The residential lender said its bankers cut off credit, so it can't fund mortgages.

American Home Mortgage Investment Corp. plans to shut down, becoming the second-biggest residential lender to fail this year as bad loans spread to people with good credit records.

The last day for most employees will be today, chief executive officer Michael Strauss told the staff in an e-mailed memo obtained by Bloomberg. Investment bankers cut off credit earlier this week, leaving the Melville, N.Y., company unable to fund mortgages it had promised to thousands of now-stranded borrowers.

"Conditions in both the secondary mortgage market as well as the national real estate market have deteriorated to the point that our business is no longer viable," Strauss wrote yesterday.

Investors have punished shares of U.S. home lenders as defaults spilled over from subprime borrowers, who have poor credit histories, to people with more reliable records.
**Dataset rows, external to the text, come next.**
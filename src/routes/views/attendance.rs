use std::sync::Arc;

use askama::Template;
use axum::{
    Form, Router,
    extract::State,
    routing::get,
};
use chrono::Local;

use super::{HtmlResult, PageId, PageMeta, render};
use crate::{
    db::entities::{attendance_entry, classroom, student},
    services::{ServiceContext, input::RollCallForm},
    state::AppState,
};

#[derive(Template)]
#[template(path = "roll_call.html")]
struct RollCallTemplate {
    meta: PageMeta,
    classroom: classroom::Model,
    students: Vec<student::Model>,
    today: String,
}

#[derive(Template)]
#[template(path = "roll_call_done.html")]
struct RollCallDoneTemplate {
    meta: PageMeta,
    classroom: classroom::Model,
    date: String,
    present: usize,
    absent: usize,
}

#[derive(Template)]
#[template(path = "attendance_lookup.html")]
struct LookupTemplate {
    meta: PageMeta,
    classrooms: Vec<classroom::Model>,
    students: Vec<student::Model>,
}

#[derive(Template)]
#[template(path = "student_attendance.html")]
struct StudentAttendanceTemplate {
    meta: PageMeta,
    student: student::Model,
    entries: Vec<attendance_entry::Model>,
    present: usize,
}

pub fn router(state: Arc<AppState>) -> Router {
    Router::new()
        .route(
            "/classrooms/{classroom_id}/roll-call",
            get(roll_call_form).post(submit_roll_call),
        )
        .route("/attendance", get(lookup))
        .route("/attendance/{student_id}", get(student_attendance))
        .with_state(state)
}

async fn roll_call_form(
    State(state): State<Arc<AppState>>,
    PageId(classroom_id): PageId,
) -> HtmlResult {
    let (classroom, students) = ServiceContext::from_state(state.as_ref())
        .attendance()
        .roster(classroom_id)
        .await?;
    render(
        &RollCallTemplate {
            meta: PageMeta::current(),
            classroom,
            students,
            today: Local::now().format("%Y-%m-%d").to_string(),
        },
        "roll call",
    )
}

async fn submit_roll_call(
    State(state): State<Arc<AppState>>,
    PageId(classroom_id): PageId,
    Form(pairs): Form<Vec<(String, String)>>,
) -> HtmlResult {
    let form = RollCallForm::from_pairs(pairs)?;
    let services = ServiceContext::from_state(state.as_ref());
    let entries = services
        .attendance()
        .record_form(classroom_id, &form)
        .await?;
    let classroom = services.classroom().get(classroom_id).await?;

    let present = entries.iter().filter(|entry| entry.is_present()).count();
    render(
        &RollCallDoneTemplate {
            meta: PageMeta::current(),
            classroom,
            date: form.date,
            present,
            absent: entries.len() - present,
        },
        "roll call summary",
    )
}

async fn lookup(State(state): State<Arc<AppState>>) -> HtmlResult {
    let services = ServiceContext::from_state(state.as_ref());
    let classrooms = services.classroom().list().await?;
    let students = services.student().list_all().await?;
    render(
        &LookupTemplate {
            meta: PageMeta::current(),
            classrooms,
            students,
        },
        "attendance lookup",
    )
}

async fn student_attendance(
    State(state): State<Arc<AppState>>,
    PageId(student_id): PageId,
) -> HtmlResult {
    let (student, entries) = ServiceContext::from_state(state.as_ref())
        .attendance()
        .query_by_student_id(student_id)
        .await?;
    let present = entries.iter().filter(|entry| entry.is_present()).count();
    render(
        &StudentAttendanceTemplate {
            meta: PageMeta::current(),
            student,
            entries,
            present,
        },
        "student attendance",
    )
}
American Home specializes in mortgages for people with good credit who do not qualify for loans with the best terms.

Mary Feder, a company spokeswoman, did not return a call seeking comment.

The stock, which traded at almost $40 two years ago, fell 3 cents, to $1.45, yesterday in New York Stock Exchange trading. Friedman Billings Ramsey Group Inc. analyst Paul Miller said the price was headed for zero.

"The next announcement will be the liquidation of the company's assets or some type of sale of the origination and servicing platform," Miller wrote in a note to investors. "We do not believe the common shareholders will have any recovery."

Strauss founded American Home in 1988. His e-mail announcing the shutdown was reported earlier yesterday on the Web site of Newsday, the Melville-based newspaper. The company employed about 7,400 people at the end of 2006, according to regulatory filings. Last year, it made almost $60 billion in loans.

More than 70 mortgage companies have sought buyers or have closed since the start of 2006, according to Bloomberg data. Of those, at least half a dozen have declared bankruptcy. The largest was New Century Financial Corp., based in Irvine, Calif., which is being liquidated.

Earlier yesterday, Accredited Home Lenders Holding Co., the subprime-mortgage company being acquired by Lone Star Funds, cast doubt on its own sale and said bankruptcy was possible. The shares lost more than a third of their value.

"Several of our competitors have recently stopped originating loans or sought protection under bankruptcy laws," Accredited, of San Diego, said in a regulatory filing yesterday. "We may suffer a similar fate."

American Home offered Alt-A mortgages, an alternative for A-rated borrowers who cannot satisfy all the terms for a regular prime mortgage.